Regulatory mechanisms of β‐glucan synthases in bacteria, fungi, and plants

Abstract

The evidence accumulated to date indicates that 1,3‐β‐glucan synthase (EC 2.3.1.12) and 1,4‐β‐glucan synthase (EC 2.4.1.12) are regulated by different effectors. Further that the same synthase has different effectors, depending upon its presence in green plants, fungi, and bacteria. Synthases from plants require divalent cations and β‐linked glucosides whereas fungal enzymes require neither cations nor β‐glucosides, but most require nucleoside triphosphates for activation. Two endogenous effectors have been characterized and shown to produce activation in vitro. One is 3′,5′‐cyclic diguanylic acid that is the activator of cellulose synthase in bacteria.
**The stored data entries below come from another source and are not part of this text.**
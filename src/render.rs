//! Plain-text relational notation for schemas.
//!
//! ```text
//! Pot  (PK id)
//! Lid  (PK id, pot -> Pot [AK, NULL])
//! ```

use crate::attribute::AttributeState;
use crate::phrase::Phrase;
use crate::schema::{Schema, TableState};
use unicode_width::UnicodeWidthStr;

/// Terminal columns taken by `text`; wide characters count double.
pub fn text_width(text: &str) -> usize {
    UnicodeWidthStr::width(text)
}

fn pad(text: &str, width: usize) -> String {
    let mut out = text.to_string();
    for _ in text_width(text)..width {
        out.push(' ');
    }
    out
}

/// One line per created table, names aligned. Relation table comes last,
/// after the entity tables it references.
pub fn render_schema(schema: &Schema, phrase: &Phrase) -> String {
    let order: Vec<usize> = (1..schema.tables.len()).chain(std::iter::once(0)).collect();
    let names: Vec<(usize, String)> = order
        .into_iter()
        .filter(|&i| schema.table(i).is_present())
        .map(|i| (i, phrase.table_name(i)))
        .collect();
    let width = names.iter().map(|(_, n)| text_width(n)).max().unwrap_or(0);

    let mut out = String::new();
    for (index, name) in &names {
        let columns = render_columns(schema.table(*index), phrase);
        out.push_str(&format!("{}  ({})\n", pad(name, width), columns.join(", ")));
    }
    out
}

fn render_columns(table: &TableState, phrase: &Phrase) -> Vec<String> {
    table
        .attributes()
        .iter()
        .enumerate()
        .filter(|(_, a)| !a.is_empty())
        .map(|(slot, a)| render_column(phrase.column_name(slot), *a, phrase))
        .collect()
}

fn render_column(name: String, attr: AttributeState, phrase: &Phrase) -> String {
    let mut col = String::new();
    if attr.is_primary_key() {
        col.push_str("PK ");
    }
    col.push_str(&name);
    for target in attr.foreign_key_targets() {
        let arrow = if attr.has_arrow(target) { "->" } else { "-" };
        col.push_str(&format!(" {} {}", arrow, phrase.table_name(target)));
    }

    let mut tags = Vec::new();
    if attr.is_alternate_key() {
        tags.push("AK");
    }
    if attr.is_optional() {
        tags.push("NULL");
    }
    if attr.is_mandatory() {
        tags.push("NOT NULL");
    }
    if !tags.is_empty() {
        col.push_str(&format!(" [{}]", tags.join(", ")));
    }
    col
}

/// Every accepted solution, main first.
pub fn render_solutions(solutions: &[Schema], phrase: &Phrase) -> String {
    let mut out = String::new();
    for (i, s) in solutions.iter().enumerate() {
        let label = if i == 0 { "main" } else { "alternate" };
        out.push_str(&format!("Solution {} ({}):\n", i + 1, label));
        for line in render_schema(s, phrase).lines() {
            out.push_str(&format!("  {}\n", line));
        }
    }
    out
}

#[cfg(test)]
mod tests {
    use super::*;
    use crate::attempt::PhraseAttempt;

    fn attempt(json: &str) -> PhraseAttempt {
        PhraseAttempt::new(Phrase::from_json(json).unwrap())
    }

    #[test]
    fn test_ascii_width() {
        assert_eq!(text_width("User"), 4);
    }

    #[test]
    fn test_unicode_width() {
        // 全角文字は幅2
        assert_eq!(text_width("ユーザー"), 8);
        assert_eq!(pad("鍋", 4), "鍋  ");
    }

    #[test]
    fn test_render_one_to_one() {
        let a = attempt(r#"{"entities": ["Pot", "Lid"], "relation": "has", "solution": ["1", "c"]}"#);
        let text = render_schema(a.main_solution().unwrap(), a.phrase());
        assert_eq!(text, "Pot  (PK id)\nLid  (PK id, pot -> Pot [AK, NULL])\n");
    }

    #[test]
    fn test_render_junction_last() {
        let a = attempt(
            r#"{"entities": ["Customer", "Product"], "relation": "buys", "solution": ["cn", "cn"]}"#,
        );
        let text = render_schema(a.main_solution().unwrap(), a.phrase());
        let lines: Vec<&str> = text.lines().collect();
        assert_eq!(lines.len(), 3);
        assert!(lines[0].starts_with("Customer  (PK id)"));
        assert_eq!(
            lines[2],
            "buys      (PK customer -> Customer, PK product -> Product)"
        );
    }

    #[test]
    fn test_render_roles_and_unconfirmed_arrow() {
        let a = attempt(
            r#"{"entities": ["Employee", "Employee"], "relation": "reports to",
                "roles": ["manager", "subordinate"], "solution": ["n", "1"]}"#,
        );
        let text = render_schema(&a.main_solution().unwrap().without_arrows(), a.phrase());
        assert_eq!(text, "Employee  (PK id, manager - Employee [NOT NULL])\n");
    }

    #[test]
    fn test_render_solutions_labels() {
        let a = attempt(r#"{"entities": ["Pot", "Lid"], "relation": "has", "solution": ["1", "1"]}"#);
        let text = render_solutions(a.solutions(), a.phrase());
        assert!(text.contains("Solution 1 (main):"));
        assert!(text.contains("Solution 2 (alternate):"));
    }
}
The other is a β‐linked glucosyl dioleoyl diglyceride from mung bean, capable of activating synthases that produce both β‐(1–3) and β‐(1–4) products. The results of product analysis of the β‐linked glucoside activated reaction suggest that the synthesis of (1–3) and (1–4) glucosyl linkages may share a common enzyme in plants. All synthases utilize uridine 5′‐diphosphoglucose (UDPG) and are associated with the plasma membrane. Efforts to solubilize the synthases from cellular fractions enriched in plasma membranes have been generally successful. The purification of the soluble enzymes, however, remains a major obstacle to the full understanding of their regulation.